[ACTIVITY] For the data below, report how many lines include the word "stdout", and write nothing else.

── DATA TO PROCESS

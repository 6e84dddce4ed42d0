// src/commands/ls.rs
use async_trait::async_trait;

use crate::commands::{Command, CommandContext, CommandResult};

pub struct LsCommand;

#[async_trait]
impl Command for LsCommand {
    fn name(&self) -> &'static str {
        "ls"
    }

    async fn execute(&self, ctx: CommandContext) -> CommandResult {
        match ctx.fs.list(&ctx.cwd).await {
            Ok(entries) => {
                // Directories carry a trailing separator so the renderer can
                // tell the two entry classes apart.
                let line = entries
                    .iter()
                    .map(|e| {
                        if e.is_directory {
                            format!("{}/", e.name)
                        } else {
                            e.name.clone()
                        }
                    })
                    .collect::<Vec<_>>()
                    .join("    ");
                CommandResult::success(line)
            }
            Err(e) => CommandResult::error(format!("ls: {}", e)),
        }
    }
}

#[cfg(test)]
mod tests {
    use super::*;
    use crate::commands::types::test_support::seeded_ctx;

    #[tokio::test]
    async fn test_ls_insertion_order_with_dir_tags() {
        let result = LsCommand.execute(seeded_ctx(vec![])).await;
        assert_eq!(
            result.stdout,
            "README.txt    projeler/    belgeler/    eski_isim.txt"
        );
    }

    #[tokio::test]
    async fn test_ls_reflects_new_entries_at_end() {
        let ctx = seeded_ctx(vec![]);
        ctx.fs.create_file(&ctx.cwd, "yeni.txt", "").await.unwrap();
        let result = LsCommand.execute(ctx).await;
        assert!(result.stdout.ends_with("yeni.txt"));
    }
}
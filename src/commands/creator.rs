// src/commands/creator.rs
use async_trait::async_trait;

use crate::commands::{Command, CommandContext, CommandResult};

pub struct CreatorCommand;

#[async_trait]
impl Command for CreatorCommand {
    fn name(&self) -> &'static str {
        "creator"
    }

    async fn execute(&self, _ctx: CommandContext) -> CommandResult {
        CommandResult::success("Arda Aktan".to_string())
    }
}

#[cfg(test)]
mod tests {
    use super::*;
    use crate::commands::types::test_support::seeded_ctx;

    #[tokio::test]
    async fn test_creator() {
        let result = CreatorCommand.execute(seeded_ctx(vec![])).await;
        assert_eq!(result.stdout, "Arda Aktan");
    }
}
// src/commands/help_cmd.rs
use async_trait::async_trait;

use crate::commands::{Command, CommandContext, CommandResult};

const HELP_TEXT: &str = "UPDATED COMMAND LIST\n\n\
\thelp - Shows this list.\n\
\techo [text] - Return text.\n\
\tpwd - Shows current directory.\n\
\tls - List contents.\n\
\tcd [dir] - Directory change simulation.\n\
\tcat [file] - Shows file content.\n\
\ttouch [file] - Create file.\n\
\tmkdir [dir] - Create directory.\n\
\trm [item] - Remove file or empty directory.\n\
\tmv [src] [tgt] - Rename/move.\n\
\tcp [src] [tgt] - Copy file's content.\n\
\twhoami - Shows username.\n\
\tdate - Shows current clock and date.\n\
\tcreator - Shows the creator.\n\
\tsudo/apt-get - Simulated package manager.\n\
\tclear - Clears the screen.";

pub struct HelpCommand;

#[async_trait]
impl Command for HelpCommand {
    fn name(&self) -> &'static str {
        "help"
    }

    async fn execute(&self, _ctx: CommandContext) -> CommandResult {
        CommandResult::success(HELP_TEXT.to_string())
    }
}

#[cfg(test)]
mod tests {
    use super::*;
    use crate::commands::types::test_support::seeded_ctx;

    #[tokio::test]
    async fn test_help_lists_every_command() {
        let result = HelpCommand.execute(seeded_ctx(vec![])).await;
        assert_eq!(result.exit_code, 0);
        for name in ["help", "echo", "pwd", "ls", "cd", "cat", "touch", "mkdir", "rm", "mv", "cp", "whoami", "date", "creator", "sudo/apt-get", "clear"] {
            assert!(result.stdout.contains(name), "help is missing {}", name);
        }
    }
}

────

[RESULT BELOW] 4